"Give Me an Example Like This": Episodic Active Reinforcement Learning from Demonstrations
- URL: http://arxiv.org/abs/2406.03069v3
- Date: Wed, 02 Oct 2024 20:03:52 GMT
- Title: "Give Me an Example Like This": Episodic Active Reinforcement Learning from Demonstrations
- Authors: Muhan Hou, Koen Hindriks, A. E. Eiben, Kim Baraka,
- Abstract summary: Methods like Reinforcement Learning from Expert Demonstrations (RLED) introduce external expert demonstrations to facilitate agent exploration during the learning process.
How to select the best set of human demonstrations that is most beneficial for learning becomes a major concern.
This paper presents EARLY, an algorithm that enables a learning agent to generate optimized queries of expert demonstrations in a trajectory-based feature space.

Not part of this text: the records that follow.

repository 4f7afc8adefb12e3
use async_trait::async_trait;

#[async_trait]
pub trait HealthCheckRepository: Send + Sync {
    async fn check_db(&self) -> bool;
}
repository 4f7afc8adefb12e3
use serde::{Deserialize, Serialize};
use shared::error::AppError;
use std::str::FromStr;

macro_rules! define_id {
    ($id_type: ident) => {
        #[derive(Debug, Clone, Copy, PartialEq, Eq, Hash, Serialize, Deserialize, sqlx::Type)]
        #[serde(into = "String", try_from = "String")]
        #[sqlx(transparent)]
        pub struct $id_type(uuid::Uuid);

        impl $id_type {
            pub fn new() -> Self {
                Self(uuid::Uuid::new_v4())
            }

            pub fn raw(self) -> uuid::Uuid {
                self.0
            }
        }

        impl Default for $id_type {
            fn default() -> Self {
                Self::new()
            }
        }

        impl From<uuid::Uuid> for $id_type {
            fn from(value: uuid::Uuid) -> Self {
                Self(value)
            }
        }

        impl FromStr for $id_type {
            type Err = AppError;

            fn from_str(s: &str) -> Result<Self, Self::Err> {
                uuid::Uuid::parse_str(s)
                    .map(Self)
                    .map_err(|_| AppError::BadRequest(format!("ID inválido: {s}")))
            }
        }

        impl TryFrom<String> for $id_type {
            type Error = AppError;

            fn try_from(value: String) -> Result<Self, Self::Error> {
                value.parse()
            }
        }

        impl std::fmt::Display for $id_type {
            fn fmt(&self, f: &mut std::fmt::Formatter<'_>) -> std::fmt::Result {
                write!(f, "{}", self.0)
            }
        }

        impl From<$id_type> for String {
            fn from(value: $id_type) -> Self {
                value.0.to_string()
            }
        }
    };
}

define_id!(UserId);
define_id!(EventId);
define_id!(RegistrationId);
use std::net::{Ipv4Addr, SocketAddr};

use adapter::database::{connect_database_with, monitor::spawn_health_monitor};
use anyhow::{Context, Result};
use api::route::api;
use axum::{
    http::{header, HeaderValue, Method},
    Router,
};
use kernel::model::{role::Role, user::event::CreateUser};
use registry::AppRegistry;
use shared::{
    config::{AdminSeedConfig, AppConfig},
    env::{which, Environment},
};
use tokio::net::TcpListener;
use tower_http::{
    cors::CorsLayer,
    trace::{DefaultMakeSpan, DefaultOnRequest, DefaultOnResponse, TraceLayer},
    LatencyUnit,
};
use tracing::Level;
use tracing_subscriber::{layer::SubscriberExt, util::SubscriberInitExt, EnvFilter};

#[tokio::main]
async fn main() -> Result<()> {
    init_logger()?;
    bootstrap().await
}

fn init_logger() -> Result<()> {
    let log_level = match which() {
        Environment::Development => "debug",
        Environment::Production => "info",
    };

    let env_filter = EnvFilter::try_from_default_env().unwrap_or_else(|_| log_level.into());

    let subscriber = tracing_subscriber::fmt::layer()
        .with_file(true)
        .with_line_number(true)
        .with_target(false);

    tracing_subscriber::registry()
        .with(subscriber)
        .with(env_filter)
        .try_init()?;

    Ok(())
}

async fn bootstrap() -> Result<()> {
    let app_config = AppConfig::new()?;
    let pool = connect_database_with(&app_config.database)?;
    pool.migrate().await?;

    let registry = AppRegistry::new(pool.clone(), &app_config);
    if let Some(admin) = &app_config.admin {
        ensure_default_admin(&registry, admin).await?;
    }

    let monitor = spawn_health_monitor(pool.clone(), app_config.database.health_check_interval);

    let cors = CorsLayer::new()
        .allow_origin(
            app_config
                .server
                .public_base_url
                .parse::<HeaderValue>()
                .context("PUBLIC_BASE_URL is not a valid origin")?,
        )
        .allow_methods([Method::GET, Method::POST, Method::PUT, Method::DELETE])
        .allow_headers([header::CONTENT_TYPE])
        .allow_credentials(true);

    let app = Router::new()
        .merge(api::routes())
        .layer(cors)
        .layer(
            TraceLayer::new_for_http()
                .make_span_with(DefaultMakeSpan::new().level(Level::INFO))
                .on_request(DefaultOnRequest::new().level(Level::INFO))
                .on_response(
                    DefaultOnResponse::new()
                        .level(Level::INFO)
                        .latency_unit(LatencyUnit::Millis),
                ),
        )
        .with_state(registry);

    let addr = SocketAddr::new(Ipv4Addr::UNSPECIFIED.into(), app_config.server.port);
    let listener = TcpListener::bind(addr).await?;
    tracing::info!("Listening on {}", addr);
    let served = axum::serve(listener, app)
        .with_graceful_shutdown(shutdown_signal())
        .await
        .context("Unexpected error happened in server")
        .inspect_err(|e| {
            tracing::error!(
                error.cause_chain = ?e,error.message = %e, "Unexpected error"
            )
        });

    monitor.abort();
    pool.close().await;
    tracing::info!("database pool closed");
    served
}

// ADMIN_PASSWORD が設定されている場合のみ、管理者ユーザーを作成する
async fn ensure_default_admin(registry: &AppRegistry, admin: &AdminSeedConfig) -> Result<()> {
    let users = registry.user_repository();
    if users.find_by_email(&admin.email).await?.is_some() {
        return Ok(());
    }

    users
        .create(CreateUser::new(
            "Administrador".into(),
            admin.email.clone(),
            admin.password.clone(),
            Role::Admin,
        ))
        .await?;
    tracing::info!(email = %admin.email, "default admin user created");
    Ok(())
}

async fn shutdown_signal() {
    let ctrl_c = async {
        if let Err(e) = tokio::signal::ctrl_c().await {
            tracing::error!(error.message = %e, "failed to listen for Ctrl-C");
            std::future::pending::<()>().await;
        }
    };

    #[cfg(unix)]
    let terminate = async {
        match tokio::signal::unix::signal(tokio::signal::unix::SignalKind::terminate()) {
            Ok(mut signal) => {
                signal.recv().await;
            }
            Err(e) => {
                tracing::error!(error.message = %e, "failed to listen for SIGTERM");
                std::future::pending::<()>().await;
            }
        }
    };

    #[cfg(not(unix))]
    let terminate = std::future::pending::<()>();

    tokio::select! {
        _ = ctrl_c => {},
        _ = terminate => {},
    }
    tracing::info!("shutdown signal received");
}
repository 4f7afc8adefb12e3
use chrono::{DateTime, Utc};
use derive_new::new;
use garde::Validate;
use kernel::model::{
    event::{
        event::{CreateEvent, UpdateEvent},
        Event, EventCapacity,
    },
    id::{EventId, UserId},
    user::EventCreator,
};
use serde::{Deserialize, Deserializer, Serialize};
use shared::error::{AppError, AppResult};

#[derive(Debug, Deserialize, Validate)]
#[serde(rename_all = "camelCase")]
pub struct CreateEventRequest {
    #[garde(length(min = 1, max = 200))]
    pub title: String,
    #[garde(length(min = 1, max = 200))]
    pub location: String,
    #[garde(skip)]
    pub starts_at: DateTime<Utc>,
    #[garde(skip)]
    pub ends_at: DateTime<Utc>,
    #[serde(default)]
    #[garde(skip)]
    pub description: String,
    #[garde(range(min = 0))]
    pub capacity: Option<i32>,
    #[garde(url)]
    pub image_url: Option<String>,
}

impl CreateEventRequest {
    pub fn check_schedule(&self) -> AppResult<()> {
        ensure_ordered(self.starts_at, self.ends_at)
    }
}

#[derive(new)]
pub struct CreateEventRequestWithCreator(UserId, CreateEventRequest);
impl From<CreateEventRequestWithCreator> for CreateEvent {
    fn from(value: CreateEventRequestWithCreator) -> Self {
        let CreateEventRequestWithCreator(
            created_by,
            CreateEventRequest {
                title,
                location,
                starts_at,
                ends_at,
                description,
                capacity,
                image_url,
            },
        ) = value;
        CreateEvent {
            title,
            location,
            starts_at,
            ends_at,
            description,
            capacity,
            image_url,
            created_by,
        }
    }
}

#[derive(Debug, Deserialize, Validate)]
#[serde(rename_all = "camelCase")]
pub struct UpdateEventRequest {
    #[garde(length(min = 1, max = 200))]
    pub title: Option<String>,
    #[garde(length(min = 1, max = 200))]
    pub location: Option<String>,
    #[garde(skip)]
    pub starts_at: Option<DateTime<Utc>>,
    #[garde(skip)]
    pub ends_at: Option<DateTime<Utc>>,
    #[garde(skip)]
    pub description: Option<String>,
    // 省略は変更なし、null は既定の定員に戻す
    #[serde(default, deserialize_with = "present_or_null")]
    #[garde(custom(non_negative_capacity))]
    pub capacity: Option<Option<i32>>,
    #[garde(url)]
    pub image_url: Option<String>,
}

impl UpdateEventRequest {
    // 片方だけ指定された場合の整合性はリポジトリ側で確認する
    pub fn check_schedule(&self) -> AppResult<()> {
        match (self.starts_at, self.ends_at) {
            (Some(starts_at), Some(ends_at)) => ensure_ordered(starts_at, ends_at),
            _ => Ok(()),
        }
    }
}

#[derive(new)]
pub struct UpdateEventRequestWithIds(EventId, UserId, UpdateEventRequest);
impl From<UpdateEventRequestWithIds> for UpdateEvent {
    fn from(value: UpdateEventRequestWithIds) -> Self {
        let UpdateEventRequestWithIds(
            event_id,
            requested_by,
            UpdateEventRequest {
                title,
                location,
                starts_at,
                ends_at,
                description,
                capacity,
                image_url,
            },
        ) = value;
        UpdateEvent {
            event_id,
            title,
            location,
            starts_at,
            ends_at,
            description,
            capacity,
            image_url,
            requested_by,
        }
    }
}

fn present_or_null<'de, D>(deserializer: D) -> Result<Option<Option<i32>>, D::Error>
where
    D: Deserializer<'de>,
{
    Option::<i32>::deserialize(deserializer).map(Some)
}

fn non_negative_capacity(value: &Option<Option<i32>>, _: &()) -> garde::Result {
    match value {
        Some(Some(capacity)) if *capacity < 0 => Err(garde::Error::new("lower than 0")),
        _ => Ok(()),
    }
}

fn ensure_ordered(starts_at: DateTime<Utc>, ends_at: DateTime<Utc>) -> AppResult<()> {
    if ends_at < starts_at {
        return Err(AppError::BadRequest(
            "A data de fim deve ser posterior à data de início".into(),
        ));
    }
    Ok(())
}

#[derive(Debug, Serialize)]
#[serde(rename_all = "camelCase")]
pub struct CreatedEventResponse {
    pub event_id: EventId,
}

#[derive(Debug, Serialize)]
#[serde(rename_all = "camelCase")]
pub struct EventsResponse {
    pub items: Vec<EventResponse>,
}

#[derive(Debug, Serialize)]
#[serde(rename_all = "camelCase")]
pub struct EventResponse {
    pub event_id: EventId,
    pub title: String,
    pub location: String,
    pub starts_at: DateTime<Utc>,
    pub ends_at: DateTime<Utc>,
    pub description: String,
    pub capacity: i32,
    pub image_url: Option<String>,
    pub created_by: EventCreatorResponse,
    pub registered_count: i64,
    pub created_at: DateTime<Utc>,
}

impl From<Event> for EventResponse {
    fn from(value: Event) -> Self {
        let capacity = value.effective_capacity();
        let Event {
            event_id,
            title,
            location,
            starts_at,
            ends_at,
            description,
            image_url,
            created_by,
            registered_count,
            created_at,
            ..
        } = value;
        Self {
            event_id,
            title,
            location,
            starts_at,
            ends_at,
            description,
            capacity,
            image_url,
            created_by: created_by.into(),
            registered_count,
            created_at,
        }
    }
}

#[derive(Debug, Serialize)]
#[serde(rename_all = "camelCase")]
pub struct EventCreatorResponse {
    pub user_id: UserId,
    pub user_name: String,
}

impl From<EventCreator> for EventCreatorResponse {
    fn from(value: EventCreator) -> Self {
        let EventCreator { user_id, user_name } = value;
        Self { user_id, user_name }
    }
}

#[derive(Debug, Serialize)]
#[serde(rename_all = "camelCase")]
pub struct EventCapacityResponse {
    pub event_id: EventId,
    pub capacity: i32,
    pub registered: i64,
    pub available: i64,
    pub is_full: bool,
}

impl From<EventCapacity> for EventCapacityResponse {
    fn from(value: EventCapacity) -> Self {
        Self {
            event_id: value.event_id,
            capacity: value.capacity,
            registered: value.registered,
            available: value.available(),
            is_full: value.is_full(),
        }
    }
}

- Score: 3.637365301757111
- License:
- Abstract: Reinforcement Learning (RL) has achieved great success in sequential decision-making problems, but often at the cost of a large number of agent-environment interactions. To improve sample efficiency, methods like Reinforcement Learning from Expert Demonstrations (RLED) introduce external expert demonstrations to facilitate agent exploration during the learning process. In practice, these demonstrations, which are often collected from human users, are costly and hence often constrained to a limited amount. How to select the best set of human demonstrations that is most beneficial for learning therefore becomes a major concern. This paper presents EARLY (Episodic Active Learning from demonstration querY), an algorithm that enables a learning agent to generate optimized queries of expert demonstrations in a trajectory-based feature space. Based on a trajectory-level estimate of uncertainty in the agent's current policy, EARLY determines the optimized timing and content for feature-based queries. By querying episodic demonstrations as opposed to isolated state-action pairs, EARLY improves the human teaching experience and achieves better learning performance. We validate the effectiveness of our method in three simulated navigation tasks of increasing difficulty. The results show that our method is able to achieve expert-level performance for all three tasks with convergence over 30\% faster than other baseline methods when demonstrations are generated by simulated oracle policies. The results of a follow-up pilot user study (N=18) further validate that our method can still maintain a significantly better convergence in the case of human expert demonstrators while achieving a better user experience in perceived task load and consuming significantly less human time.